WHAT IS REQUIRED:
Take each line from the entries that holds "specimens" and copy it out.
-- DATA FOR THIS EXERCISE follows --
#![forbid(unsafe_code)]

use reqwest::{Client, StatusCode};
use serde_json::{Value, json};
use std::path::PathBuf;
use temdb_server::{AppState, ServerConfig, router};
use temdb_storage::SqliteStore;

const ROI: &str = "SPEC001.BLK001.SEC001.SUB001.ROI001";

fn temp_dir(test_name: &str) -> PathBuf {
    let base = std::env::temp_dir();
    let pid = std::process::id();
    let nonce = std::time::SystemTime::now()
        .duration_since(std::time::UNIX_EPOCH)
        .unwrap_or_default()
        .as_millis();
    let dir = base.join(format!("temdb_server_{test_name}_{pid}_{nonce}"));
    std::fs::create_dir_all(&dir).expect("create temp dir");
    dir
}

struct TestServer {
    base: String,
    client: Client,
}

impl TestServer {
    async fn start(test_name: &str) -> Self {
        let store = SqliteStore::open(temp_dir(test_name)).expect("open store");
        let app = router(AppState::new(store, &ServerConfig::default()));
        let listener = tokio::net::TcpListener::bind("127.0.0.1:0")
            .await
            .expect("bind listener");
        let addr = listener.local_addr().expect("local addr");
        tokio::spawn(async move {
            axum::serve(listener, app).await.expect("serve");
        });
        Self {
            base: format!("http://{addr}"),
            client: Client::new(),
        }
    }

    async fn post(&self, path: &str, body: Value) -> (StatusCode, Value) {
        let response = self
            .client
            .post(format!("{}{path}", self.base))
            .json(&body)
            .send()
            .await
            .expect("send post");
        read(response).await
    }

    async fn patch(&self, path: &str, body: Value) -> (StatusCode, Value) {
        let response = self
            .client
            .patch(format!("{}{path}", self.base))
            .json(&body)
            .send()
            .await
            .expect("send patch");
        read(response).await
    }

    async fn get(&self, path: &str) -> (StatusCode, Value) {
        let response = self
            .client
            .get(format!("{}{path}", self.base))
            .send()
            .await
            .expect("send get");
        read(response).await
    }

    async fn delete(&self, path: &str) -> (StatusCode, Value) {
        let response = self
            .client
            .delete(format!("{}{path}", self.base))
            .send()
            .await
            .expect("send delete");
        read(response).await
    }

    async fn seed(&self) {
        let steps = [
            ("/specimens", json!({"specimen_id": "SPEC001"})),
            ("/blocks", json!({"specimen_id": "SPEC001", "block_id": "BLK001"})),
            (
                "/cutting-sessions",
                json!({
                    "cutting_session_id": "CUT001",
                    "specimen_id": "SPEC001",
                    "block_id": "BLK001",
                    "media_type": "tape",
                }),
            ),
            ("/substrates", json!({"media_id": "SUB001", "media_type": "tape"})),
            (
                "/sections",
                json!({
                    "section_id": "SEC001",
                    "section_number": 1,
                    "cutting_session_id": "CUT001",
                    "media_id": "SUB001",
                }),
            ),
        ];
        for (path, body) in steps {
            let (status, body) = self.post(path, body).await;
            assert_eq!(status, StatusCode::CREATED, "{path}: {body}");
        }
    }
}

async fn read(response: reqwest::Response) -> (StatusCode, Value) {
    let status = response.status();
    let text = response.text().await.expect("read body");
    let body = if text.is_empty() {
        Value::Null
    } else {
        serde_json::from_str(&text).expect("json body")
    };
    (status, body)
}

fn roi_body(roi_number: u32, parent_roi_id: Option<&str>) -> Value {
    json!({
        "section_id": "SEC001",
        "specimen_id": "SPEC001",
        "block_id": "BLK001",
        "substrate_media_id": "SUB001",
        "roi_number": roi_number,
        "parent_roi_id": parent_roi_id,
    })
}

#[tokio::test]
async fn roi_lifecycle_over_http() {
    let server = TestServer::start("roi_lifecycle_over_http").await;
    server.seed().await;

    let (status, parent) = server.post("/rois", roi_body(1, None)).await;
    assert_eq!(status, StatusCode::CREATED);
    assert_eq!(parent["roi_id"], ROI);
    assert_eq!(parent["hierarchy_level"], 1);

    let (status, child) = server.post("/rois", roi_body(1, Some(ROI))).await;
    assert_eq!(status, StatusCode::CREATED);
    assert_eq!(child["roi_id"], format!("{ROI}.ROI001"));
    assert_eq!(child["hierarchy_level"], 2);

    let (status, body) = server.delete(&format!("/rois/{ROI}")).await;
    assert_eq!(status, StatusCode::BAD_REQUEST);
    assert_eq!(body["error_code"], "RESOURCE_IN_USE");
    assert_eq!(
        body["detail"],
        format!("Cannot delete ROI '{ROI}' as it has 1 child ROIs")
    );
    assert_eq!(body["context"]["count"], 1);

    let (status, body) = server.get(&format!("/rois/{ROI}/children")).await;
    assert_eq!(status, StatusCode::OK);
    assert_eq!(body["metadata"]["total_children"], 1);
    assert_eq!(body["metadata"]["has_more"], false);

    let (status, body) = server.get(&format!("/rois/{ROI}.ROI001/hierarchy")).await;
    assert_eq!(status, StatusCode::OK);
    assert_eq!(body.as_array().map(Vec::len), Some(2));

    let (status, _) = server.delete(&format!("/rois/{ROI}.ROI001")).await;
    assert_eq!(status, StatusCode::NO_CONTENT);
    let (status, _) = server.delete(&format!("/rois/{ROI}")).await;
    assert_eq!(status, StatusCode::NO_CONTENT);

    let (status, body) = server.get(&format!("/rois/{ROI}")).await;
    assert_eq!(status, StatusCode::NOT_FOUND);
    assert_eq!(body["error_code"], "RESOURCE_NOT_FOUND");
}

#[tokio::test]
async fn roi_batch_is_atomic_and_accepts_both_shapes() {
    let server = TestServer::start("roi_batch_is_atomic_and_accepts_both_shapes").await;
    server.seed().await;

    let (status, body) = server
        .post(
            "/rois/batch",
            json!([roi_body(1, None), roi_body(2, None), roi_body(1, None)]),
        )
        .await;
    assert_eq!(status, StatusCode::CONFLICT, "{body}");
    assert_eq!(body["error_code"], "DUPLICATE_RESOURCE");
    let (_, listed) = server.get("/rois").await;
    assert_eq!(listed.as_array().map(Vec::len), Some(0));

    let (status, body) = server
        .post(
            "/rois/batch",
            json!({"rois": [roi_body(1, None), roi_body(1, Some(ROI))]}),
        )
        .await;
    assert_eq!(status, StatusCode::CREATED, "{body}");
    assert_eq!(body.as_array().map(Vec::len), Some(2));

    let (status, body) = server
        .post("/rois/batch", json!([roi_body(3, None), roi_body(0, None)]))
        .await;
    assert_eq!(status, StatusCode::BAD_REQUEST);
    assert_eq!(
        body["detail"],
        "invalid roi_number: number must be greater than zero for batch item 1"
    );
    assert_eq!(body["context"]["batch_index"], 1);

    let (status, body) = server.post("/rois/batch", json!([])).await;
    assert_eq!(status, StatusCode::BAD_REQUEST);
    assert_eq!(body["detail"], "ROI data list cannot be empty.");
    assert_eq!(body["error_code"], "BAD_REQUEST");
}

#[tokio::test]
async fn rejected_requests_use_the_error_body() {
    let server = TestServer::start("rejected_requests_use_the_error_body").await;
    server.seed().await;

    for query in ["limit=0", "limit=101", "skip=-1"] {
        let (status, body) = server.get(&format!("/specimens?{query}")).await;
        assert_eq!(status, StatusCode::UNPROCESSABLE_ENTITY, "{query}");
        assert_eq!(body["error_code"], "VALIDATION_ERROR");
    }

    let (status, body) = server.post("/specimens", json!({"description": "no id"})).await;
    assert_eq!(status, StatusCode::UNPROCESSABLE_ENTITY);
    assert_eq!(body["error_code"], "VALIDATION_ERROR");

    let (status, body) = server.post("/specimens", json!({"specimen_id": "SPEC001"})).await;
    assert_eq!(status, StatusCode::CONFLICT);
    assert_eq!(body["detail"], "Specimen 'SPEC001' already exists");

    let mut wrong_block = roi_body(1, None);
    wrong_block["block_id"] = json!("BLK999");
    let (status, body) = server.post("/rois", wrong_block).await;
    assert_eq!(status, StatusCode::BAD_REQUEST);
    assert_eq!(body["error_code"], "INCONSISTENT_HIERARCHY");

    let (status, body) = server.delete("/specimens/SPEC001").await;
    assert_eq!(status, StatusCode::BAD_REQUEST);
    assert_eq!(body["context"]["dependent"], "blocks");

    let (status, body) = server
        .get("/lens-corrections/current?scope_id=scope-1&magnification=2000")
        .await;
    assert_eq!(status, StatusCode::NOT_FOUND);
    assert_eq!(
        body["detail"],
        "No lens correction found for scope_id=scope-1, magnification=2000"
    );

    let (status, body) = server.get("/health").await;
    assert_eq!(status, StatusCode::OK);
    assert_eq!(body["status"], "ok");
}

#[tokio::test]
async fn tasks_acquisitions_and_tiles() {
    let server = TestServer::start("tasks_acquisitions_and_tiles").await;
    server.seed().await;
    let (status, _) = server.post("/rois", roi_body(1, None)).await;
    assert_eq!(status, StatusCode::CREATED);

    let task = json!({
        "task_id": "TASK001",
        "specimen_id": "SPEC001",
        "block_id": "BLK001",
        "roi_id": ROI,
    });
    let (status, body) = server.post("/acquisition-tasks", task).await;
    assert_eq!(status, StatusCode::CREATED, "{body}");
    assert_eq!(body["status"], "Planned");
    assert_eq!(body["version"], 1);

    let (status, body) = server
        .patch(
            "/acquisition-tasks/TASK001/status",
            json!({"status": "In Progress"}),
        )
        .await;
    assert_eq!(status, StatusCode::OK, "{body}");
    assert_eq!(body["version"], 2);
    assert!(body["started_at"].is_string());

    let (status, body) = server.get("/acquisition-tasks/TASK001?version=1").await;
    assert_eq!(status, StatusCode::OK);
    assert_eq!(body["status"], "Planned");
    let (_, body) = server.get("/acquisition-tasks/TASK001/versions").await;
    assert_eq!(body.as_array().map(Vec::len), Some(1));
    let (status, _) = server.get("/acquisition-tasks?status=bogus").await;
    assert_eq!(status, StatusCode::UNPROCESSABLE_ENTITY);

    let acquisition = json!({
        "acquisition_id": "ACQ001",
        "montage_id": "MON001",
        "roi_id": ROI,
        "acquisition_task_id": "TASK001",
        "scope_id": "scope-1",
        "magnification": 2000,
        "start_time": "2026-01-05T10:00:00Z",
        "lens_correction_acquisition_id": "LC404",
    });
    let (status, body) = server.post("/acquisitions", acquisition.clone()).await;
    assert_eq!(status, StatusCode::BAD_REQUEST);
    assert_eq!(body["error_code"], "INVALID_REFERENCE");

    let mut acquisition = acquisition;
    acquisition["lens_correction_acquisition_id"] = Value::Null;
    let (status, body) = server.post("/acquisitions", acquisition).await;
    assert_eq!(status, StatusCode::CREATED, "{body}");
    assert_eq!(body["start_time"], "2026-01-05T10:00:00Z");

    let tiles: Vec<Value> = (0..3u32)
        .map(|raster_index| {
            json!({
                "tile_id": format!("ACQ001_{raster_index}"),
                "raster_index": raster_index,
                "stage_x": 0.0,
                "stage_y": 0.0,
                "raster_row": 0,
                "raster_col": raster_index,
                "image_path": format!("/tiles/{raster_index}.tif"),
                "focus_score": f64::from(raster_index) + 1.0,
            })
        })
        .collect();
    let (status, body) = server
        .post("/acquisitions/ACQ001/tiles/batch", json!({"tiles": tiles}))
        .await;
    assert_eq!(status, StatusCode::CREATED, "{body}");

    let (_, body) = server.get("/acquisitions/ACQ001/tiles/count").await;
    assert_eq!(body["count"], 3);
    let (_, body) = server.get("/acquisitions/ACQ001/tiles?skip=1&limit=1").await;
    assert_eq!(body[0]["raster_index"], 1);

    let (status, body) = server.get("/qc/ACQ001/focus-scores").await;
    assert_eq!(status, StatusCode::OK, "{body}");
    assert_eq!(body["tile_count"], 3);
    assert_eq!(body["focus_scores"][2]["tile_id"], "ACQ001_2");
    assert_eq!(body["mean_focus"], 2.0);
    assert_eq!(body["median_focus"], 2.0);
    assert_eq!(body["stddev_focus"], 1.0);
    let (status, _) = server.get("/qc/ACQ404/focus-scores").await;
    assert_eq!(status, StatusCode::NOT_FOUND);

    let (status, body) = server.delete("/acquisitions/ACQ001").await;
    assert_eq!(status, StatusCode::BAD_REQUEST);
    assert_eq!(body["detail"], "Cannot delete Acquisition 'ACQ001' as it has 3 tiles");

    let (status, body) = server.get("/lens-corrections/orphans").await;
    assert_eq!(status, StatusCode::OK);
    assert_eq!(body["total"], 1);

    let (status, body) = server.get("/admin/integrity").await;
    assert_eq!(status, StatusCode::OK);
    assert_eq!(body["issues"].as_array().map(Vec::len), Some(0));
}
-- DATA FOR THIS EXERCISE concluded --
-- DATA FOR THIS EXERCISE follows --
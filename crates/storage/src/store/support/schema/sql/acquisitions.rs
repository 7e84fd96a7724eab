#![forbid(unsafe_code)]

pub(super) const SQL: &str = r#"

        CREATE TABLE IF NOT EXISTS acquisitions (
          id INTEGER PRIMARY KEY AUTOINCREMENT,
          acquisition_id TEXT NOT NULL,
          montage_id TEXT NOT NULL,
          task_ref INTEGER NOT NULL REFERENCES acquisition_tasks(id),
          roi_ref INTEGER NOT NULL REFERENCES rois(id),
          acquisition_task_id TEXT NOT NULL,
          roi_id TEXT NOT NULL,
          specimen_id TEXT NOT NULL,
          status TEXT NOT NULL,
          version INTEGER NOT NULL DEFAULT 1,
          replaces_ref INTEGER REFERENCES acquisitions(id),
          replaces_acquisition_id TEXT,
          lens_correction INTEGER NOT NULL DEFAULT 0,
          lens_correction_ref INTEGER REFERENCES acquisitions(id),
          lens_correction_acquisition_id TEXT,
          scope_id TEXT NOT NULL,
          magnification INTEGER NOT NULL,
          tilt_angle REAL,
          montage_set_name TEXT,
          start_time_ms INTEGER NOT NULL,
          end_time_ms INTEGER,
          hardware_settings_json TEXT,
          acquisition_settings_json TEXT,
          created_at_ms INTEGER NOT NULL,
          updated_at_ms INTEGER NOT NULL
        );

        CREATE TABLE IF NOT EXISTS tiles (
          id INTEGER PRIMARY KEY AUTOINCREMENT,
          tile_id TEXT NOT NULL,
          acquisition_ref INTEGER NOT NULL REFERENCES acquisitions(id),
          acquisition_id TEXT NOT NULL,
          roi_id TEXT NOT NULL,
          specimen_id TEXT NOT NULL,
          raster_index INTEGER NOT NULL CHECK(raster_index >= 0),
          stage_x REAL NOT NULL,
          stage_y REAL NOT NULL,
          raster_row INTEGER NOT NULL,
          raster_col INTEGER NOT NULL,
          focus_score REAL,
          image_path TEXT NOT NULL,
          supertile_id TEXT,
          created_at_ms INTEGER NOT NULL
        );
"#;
-- DATA FOR THIS EXERCISE concluded --
-- DATA FOR THIS EXERCISE follows --
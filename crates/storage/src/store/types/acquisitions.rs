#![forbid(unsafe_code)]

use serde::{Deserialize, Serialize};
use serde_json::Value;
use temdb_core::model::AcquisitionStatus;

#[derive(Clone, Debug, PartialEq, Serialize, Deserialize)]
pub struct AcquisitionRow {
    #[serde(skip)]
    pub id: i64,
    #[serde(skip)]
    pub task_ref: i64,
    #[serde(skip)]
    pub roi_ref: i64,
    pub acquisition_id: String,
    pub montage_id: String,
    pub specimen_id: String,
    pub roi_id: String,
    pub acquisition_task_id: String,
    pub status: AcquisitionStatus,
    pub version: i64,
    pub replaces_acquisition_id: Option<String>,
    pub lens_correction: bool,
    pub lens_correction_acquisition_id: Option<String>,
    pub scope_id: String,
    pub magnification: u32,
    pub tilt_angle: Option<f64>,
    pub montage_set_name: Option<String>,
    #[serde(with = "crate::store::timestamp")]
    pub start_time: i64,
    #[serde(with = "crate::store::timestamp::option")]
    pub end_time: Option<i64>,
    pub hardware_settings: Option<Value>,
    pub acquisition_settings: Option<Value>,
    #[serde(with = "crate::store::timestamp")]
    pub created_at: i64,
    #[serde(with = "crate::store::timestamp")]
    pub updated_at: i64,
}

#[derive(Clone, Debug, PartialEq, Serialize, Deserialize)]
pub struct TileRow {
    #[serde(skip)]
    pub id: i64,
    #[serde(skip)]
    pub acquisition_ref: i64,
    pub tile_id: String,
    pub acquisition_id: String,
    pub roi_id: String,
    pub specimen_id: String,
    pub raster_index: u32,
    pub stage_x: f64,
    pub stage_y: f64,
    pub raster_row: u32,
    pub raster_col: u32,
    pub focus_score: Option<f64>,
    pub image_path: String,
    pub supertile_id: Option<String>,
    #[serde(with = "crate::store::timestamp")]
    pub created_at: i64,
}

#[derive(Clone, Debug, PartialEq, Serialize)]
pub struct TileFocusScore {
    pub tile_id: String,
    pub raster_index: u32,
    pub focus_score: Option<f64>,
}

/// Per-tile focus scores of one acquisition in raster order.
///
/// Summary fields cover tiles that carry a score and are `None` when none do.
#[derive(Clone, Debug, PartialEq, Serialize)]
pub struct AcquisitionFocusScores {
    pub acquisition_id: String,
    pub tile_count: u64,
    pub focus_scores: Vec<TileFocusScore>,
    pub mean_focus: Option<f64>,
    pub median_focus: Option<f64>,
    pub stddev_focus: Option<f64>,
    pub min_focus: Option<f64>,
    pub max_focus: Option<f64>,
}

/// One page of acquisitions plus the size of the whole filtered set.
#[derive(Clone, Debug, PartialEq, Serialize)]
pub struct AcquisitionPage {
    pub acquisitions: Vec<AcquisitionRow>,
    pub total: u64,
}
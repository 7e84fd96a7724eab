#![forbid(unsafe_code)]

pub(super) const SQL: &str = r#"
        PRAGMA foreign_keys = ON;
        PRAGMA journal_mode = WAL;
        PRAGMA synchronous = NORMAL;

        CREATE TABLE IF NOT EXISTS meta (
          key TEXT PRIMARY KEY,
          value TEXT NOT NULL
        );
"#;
-- DATA FOR THIS EXERCISE concluded --
ANSWER AREA:
            ("/specimens", json!({"specimen_id": "SPEC001"})),
        let (status, body) = server.get(&format!("/specimens?{query}")).await;
    let (status, body) = server.post("/specimens", json!({"description": "no id"})).await;
    let (status, body) = server.post("/specimens", json!({"specimen_id": "SPEC001"})).await;
    let (status, body) = server.delete("/specimens/SPEC001").await;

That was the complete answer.